Primero que todo, reconozco que ya he escrito más sobre este autor que sobre los demás autores en su conjunto. Me atrevo a decir que las obras de Onetti para mí son como La Perla de Gran Precio de la Biblia; que han llegado a ser de un valor incalculable para mí.

Mi lectura predilecta sin lugar a dudas son las novelas. Prefiero leer una novela a lo largo de una serie de 6 ó 7 etapas en lugar de leer 6 ó 7 cuentos, cada uno por completo a su vez. Pero ya había leído casi todas las novelas escritas por Onetti cuando comencé a leer El viaje a la ficción del escritor Mario Vargas Llosa, Premio Nobel de Literatura 2010. Me llamó la atención cómo elogió varios cuentos de Onetti, sobre todo El infierno tan temible.

Cuando llegó al momento de resumir y criticar éste, Vargas Llosa lo hizo así:

“[L]as pocas páginas de que consta El infierno tan temido son engañosas, pues, aunque la historia parece de entrada claramente inteligible, la verdad es que toda ella está cargada de sobreentendidos, alusiones, pistas, referencias, omisiones y acertijos que permiten lecturas muy diversas y hacen de ella unas suerte de palimpsesto en el que distintos niveles superpuestos de escritura trazan una inquietante descripción de la vocación de crueldad congénita a la condición humana”

Más tarde, en una entrevista hecha por resonancias.org, resumió este cuento de la siguiente manera:

“El infierno tan temido” es uno de los grandes cuentos de la literatura. El consigue mostrar algo que no sabemos definir muy bien: el mal, el pecado original, el instinto tanático. “Las fieras” [ de Roberto Arlt], y desde luego, en “El infierno tan temido”, que es un cuento que no sé cuántas veces he leído, me producen siempre una especie de terror metafísico. Uno descubre que también somos eso. Y es también absolutamente extraordinario que, al mismo tiempo, a todo eso se lo pueda llamar una historia de amor. Una historia de amor, digamos, retorcida, perversa, pero hay ahí una especie de entendimiento en esa pareja a través de esos horrores que se hacen.

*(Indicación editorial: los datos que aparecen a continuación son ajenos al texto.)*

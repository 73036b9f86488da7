//! Search filters and the ordered pipeline the controller walks through.
//!
//! The backend exposes one exact filter per field rather than a combined OR
//! query, so a search is a sequence of single-field requests. The first one
//! that returns data wins; each `error`/`message` signal moves on to the next.

use serde::{Deserialize, Serialize};

/// A field the backend can filter on.
#[derive(Clone, Copy, Debug, PartialEq, Eq, Serialize, Deserialize)]
#[serde(rename_all = "snake_case")]
pub enum SearchField {
    FirstName,
    LastName,
    Occupation,
}

impl SearchField {
    /// Query-string key used by `GET /characters/search`.
    pub fn query_key(self) -> &'static str {
        match self {
            SearchField::FirstName => "first_name",
            SearchField::LastName => "last_name",
            SearchField::Occupation => "occupation",
        }
    }
}

/// One single-field search request.
#[derive(Clone, Debug, PartialEq, Eq)]
pub struct SearchFilter {
    pub field: SearchField,
    pub value: String,
}

impl SearchFilter {
    pub fn new(field: SearchField, value: impl Into<String>) -> Self {
        Self {
            field,
            value: value.into(),
        }
    }
}

/// Ordered list of fields tried for a search query.
#[derive(Clone, Debug, PartialEq, Eq)]
pub struct SearchPipeline {
    fields: Vec<SearchField>,
}

impl Default for SearchPipeline {
    fn default() -> Self {
        Self::new(vec![SearchField::FirstName, SearchField::LastName])
    }
}

impl SearchPipeline {
    pub fn new(fields: Vec<SearchField>) -> Self {
        Self { fields }
    }

    /// Append a field to the end of the pipeline.
    pub fn then(mut self, field: SearchField) -> Self {
        self.fields.push(field);
        self
    }

    pub fn fields(&self) -> &[SearchField] {
        &self.fields
    }

    /// The filters to issue for `query`, in order.
    pub fn filters<'a>(&'a self, query: &'a str) -> impl Iterator<Item = SearchFilter> + 'a {
        self.fields
            .iter()
            .map(move |field| SearchFilter::new(*field, query))
    }
}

Poco después de leer estos comentarios compré un ejemplar de Cuentos Completos de Juan Carlos Onetti y leí El infierno tan temible. Lo leí y lo volví a leer. Estoy de acuerdo con lo que dijo Vargas Llosa: estas páginas de hecho son engañosas y éstas no pueden ser desenredados mediante una sola lectura.

Se lo recomiendo, sin reserva alguna,  a todos que lean esta entrada. No será necesario que compren este tomo tan grueso que compré yo, a menos que ya sean aficionados de las obras de Onetti; que, en tal caso, sería una maravillosa adquisición. Este cuento está disponible en forma PDF en varias páginas Web, inclusive en cervantes.com.